Items from a dataset:

Start of Block

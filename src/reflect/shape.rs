use std::any::Any;
use std::collections::{BTreeMap, BTreeSet};
use std::fmt;

use crate::core::types::TypeKey;

// ========================================
// Type shapes
// ========================================

/// Structural description of a type, used to match open map templates
/// against closed requested pairs. `Atom` is a leaf type, `Ctor` a named
/// constructor applied to argument shapes, `Var` a template placeholder.
///
/// Matching is purely syntactic: `Vec<$0>` matches `Vec<i32>` because the
/// constructor names line up, never because of any subtype relation.
#[derive(Debug, Clone, PartialEq, Eq, Hash)]
pub enum TypeShape {
    Atom(TypeKey),
    Ctor {
        name: &'static str,
        args: Vec<TypeShape>,
    },
    Var(u8),
}

pub mod ctor {
    //! Constructor names used by the built-in registrations.

    pub const VEC: &str = "Vec";
    pub const VEC_DEQUE: &str = "VecDeque";
    pub const HASH_SET: &str = "HashSet";
    pub const BTREE_SET: &str = "BTreeSet";
    pub const HASH_MAP: &str = "HashMap";
    pub const BTREE_MAP: &str = "BTreeMap";
    pub const BOXED_SLICE: &str = "boxed_slice";
    pub const SHARED_SLICE: &str = "shared_slice";
    pub const OPTION: &str = "Option";
    pub const TUPLE2: &str = "tuple2";
    pub const TUPLE3: &str = "tuple3";
}

impl TypeShape {
    pub fn atom<T: Any>() -> Self {
        Self::Atom(TypeKey::of::<T>())
    }

    pub fn atom_key(key: TypeKey) -> Self {
        Self::Atom(key)
    }

    pub fn ctor(name: &'static str, args: Vec<TypeShape>) -> Self {
        Self::Ctor { name, args }
    }

    pub fn var(index: u8) -> Self {
        Self::Var(index)
    }

    pub fn vec_of(elem: TypeShape) -> Self {
        Self::ctor(ctor::VEC, vec![elem])
    }

    pub fn deque_of(elem: TypeShape) -> Self {
        Self::ctor(ctor::VEC_DEQUE, vec![elem])
    }

    pub fn hash_set_of(elem: TypeShape) -> Self {
        Self::ctor(ctor::HASH_SET, vec![elem])
    }

    pub fn btree_set_of(elem: TypeShape) -> Self {
        Self::ctor(ctor::BTREE_SET, vec![elem])
    }

    pub fn hash_map_of(key: TypeShape, value: TypeShape) -> Self {
        Self::ctor(ctor::HASH_MAP, vec![key, value])
    }

    pub fn btree_map_of(key: TypeShape, value: TypeShape) -> Self {
        Self::ctor(ctor::BTREE_MAP, vec![key, value])
    }

    pub fn option_of(inner: TypeShape) -> Self {
        Self::ctor(ctor::OPTION, vec![inner])
    }

    pub fn tuple2(a: TypeShape, b: TypeShape) -> Self {
        Self::ctor(ctor::TUPLE2, vec![a, b])
    }

    pub fn tuple3(a: TypeShape, b: TypeShape, c: TypeShape) -> Self {
        Self::ctor(ctor::TUPLE3, vec![a, b, c])
    }

    /// A shape with no variables describes exactly one closed type.
    pub fn is_ground(&self) -> bool {
        match self {
            Self::Atom(_) => true,
            Self::Var(_) => false,
            Self::Ctor { args, .. } => args.iter().all(TypeShape::is_ground),
        }
    }

    pub fn collect_vars(&self, out: &mut BTreeSet<u8>) {
        match self {
            Self::Atom(_) => {}
            Self::Var(v) => {
                out.insert(*v);
            }
            Self::Ctor { args, .. } => {
                for a in args {
                    a.collect_vars(out);
                }
            }
        }
    }

    pub fn var_occurrences(&self) -> usize {
        match self {
            Self::Atom(_) => 0,
            Self::Var(_) => 1,
            Self::Ctor { args, .. } => args.iter().map(TypeShape::var_occurrences).sum(),
        }
    }

    pub fn node_count(&self) -> usize {
        match self {
            Self::Atom(_) | Self::Var(_) => 1,
            Self::Ctor { args, .. } => 1 + args.iter().map(TypeShape::node_count).sum::<usize>(),
        }
    }

    /// Replaces every variable with its binding. `None` if a variable is
    /// unbound.
    pub fn substitute(&self, bindings: &Bindings) -> Option<TypeShape> {
        match self {
            Self::Atom(_) => Some(self.clone()),
            Self::Var(v) => bindings.get(*v).cloned(),
            Self::Ctor { name, args } => {
                let mut out = Vec::with_capacity(args.len());
                for a in args {
                    out.push(a.substitute(bindings)?);
                }
                Some(Self::Ctor { name, args: out })
            }
        }
    }
}

impl fmt::Display for TypeShape {
    fn fmt(&self, f: &mut fmt::Formatter<'_>) -> fmt::Result {
        match self {
            Self::Atom(key) => f.write_str(key.short_name()),
            Self::Var(v) => write!(f, "${}", v),
            Self::Ctor { name, args } if *name == ctor::TUPLE2 || *name == ctor::TUPLE3 => {
                f.write_str("(")?;
                for (i, a) in args.iter().enumerate() {
                    if i > 0 {
                        f.write_str(", ")?;
                    }
                    write!(f, "{}", a)?;
                }
                f.write_str(")")
            }
            Self::Ctor { name, args } => {
                write!(f, "{}<", name)?;
                for (i, a) in args.iter().enumerate() {
                    if i > 0 {
                        f.write_str(", ")?;
                    }
                    write!(f, "{}", a)?;
                }
                f.write_str(">")
            }
        }
    }
}

// ========================================
// Bindings and unification
// ========================================

/// Variable assignments accumulated while matching one template against one
/// requested pair. Bound shapes are always ground.
#[derive(Debug, Clone, Default)]
pub struct Bindings(BTreeMap<u8, TypeShape>);

impl Bindings {
    pub fn new() -> Self {
        Self::default()
    }

    pub fn get(&self, var: u8) -> Option<&TypeShape> {
        self.0.get(&var)
    }

    pub fn iter(&self) -> impl Iterator<Item = (u8, &TypeShape)> {
        self.0.iter().map(|(k, v)| (*k, v))
    }

    pub fn len(&self) -> usize {
        self.0.len()
    }

    pub fn is_empty(&self) -> bool {
        self.0.is_empty()
    }

    fn bind(&mut self, var: u8, shape: &TypeShape) -> bool {
        match self.0.get(&var) {
            Some(existing) => existing == shape,
            None => {
                self.0.insert(var, shape.clone());
                true
            }
        }
    }
}

/// Matches a template shape against a ground shape, accumulating variable
/// bindings. The same variable appearing twice must bind to the same ground
/// shape, which is what lets one template tie its source and destination
/// sides together.
pub fn unify(pattern: &TypeShape, ground: &TypeShape, bindings: &mut Bindings) -> bool {
    match (pattern, ground) {
        (TypeShape::Var(v), g) => g.is_ground() && bindings.bind(*v, g),
        (TypeShape::Atom(a), TypeShape::Atom(b)) => a == b,
        (
            TypeShape::Ctor { name: pn, args: pa },
            TypeShape::Ctor { name: gn, args: ga },
        ) => pn == gn && pa.len() == ga.len() && pa.iter().zip(ga).all(|(p, g)| unify(p, g, bindings)),
        _ => false,
    }
}

#[cfg(test)]
mod tests {
    use super::*;

    fn i32_shape() -> TypeShape {
        TypeShape::atom::<i32>()
    }

    fn string_shape() -> TypeShape {
        TypeShape::atom::<String>()
    }

    #[test]
    fn unifies_ctor_with_var() {
        let pattern = TypeShape::vec_of(TypeShape::var(0));
        let ground = TypeShape::vec_of(i32_shape());
        let mut b = Bindings::new();
        assert!(unify(&pattern, &ground, &mut b));
        assert_eq!(b.get(0), Some(&i32_shape()));
    }

    #[test]
    fn repeated_var_must_bind_consistently() {
        let pattern = TypeShape::tuple2(TypeShape::var(0), TypeShape::var(0));
        let mut b = Bindings::new();
        assert!(unify(
            &pattern,
            &TypeShape::tuple2(i32_shape(), i32_shape()),
            &mut b
        ));

        let mut b = Bindings::new();
        assert!(!unify(
            &pattern,
            &TypeShape::tuple2(i32_shape(), string_shape()),
            &mut b
        ));
    }

    #[test]
    fn ctor_names_are_not_interchangeable() {
        let pattern = TypeShape::vec_of(TypeShape::var(0));
        let ground = TypeShape::hash_set_of(i32_shape());
        let mut b = Bindings::new();
        assert!(!unify(&pattern, &ground, &mut b));
    }

    #[test]
    fn nested_binding_is_structural() {
        // Vec<$0> against Vec<Vec<i32>> binds $0 to the whole inner shape.
        let pattern = TypeShape::vec_of(TypeShape::var(0));
        let ground = TypeShape::vec_of(TypeShape::vec_of(i32_shape()));
        let mut b = Bindings::new();
        assert!(unify(&pattern, &ground, &mut b));
        assert_eq!(b.get(0), Some(&TypeShape::vec_of(i32_shape())));
    }

    #[test]
    fn substitute_rebuilds_ground_shape() {
        let pattern = TypeShape::hash_map_of(TypeShape::var(0), TypeShape::var(1));
        let ground = TypeShape::hash_map_of(i32_shape(), string_shape());
        let mut b = Bindings::new();
        assert!(unify(&pattern, &ground, &mut b));
        assert_eq!(pattern.substitute(&b), Some(ground));
    }

    #[test]
    fn display_renders_tuples_and_ctors() {
        let shape = TypeShape::hash_map_of(
            i32_shape(),
            TypeShape::tuple2(string_shape(), TypeShape::var(1)),
        );
        assert_eq!(shape.to_string(), "HashMap<i32, (String, $1)>");
    }
}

End of Block

Exercise goal:
Look through the entries above; find each line with the word "closed" and copy it.

Task response:
/// against closed requested pairs. `Atom` is a leaf type, `Ctor` a named
    /// A shape with no variables describes exactly one closed type.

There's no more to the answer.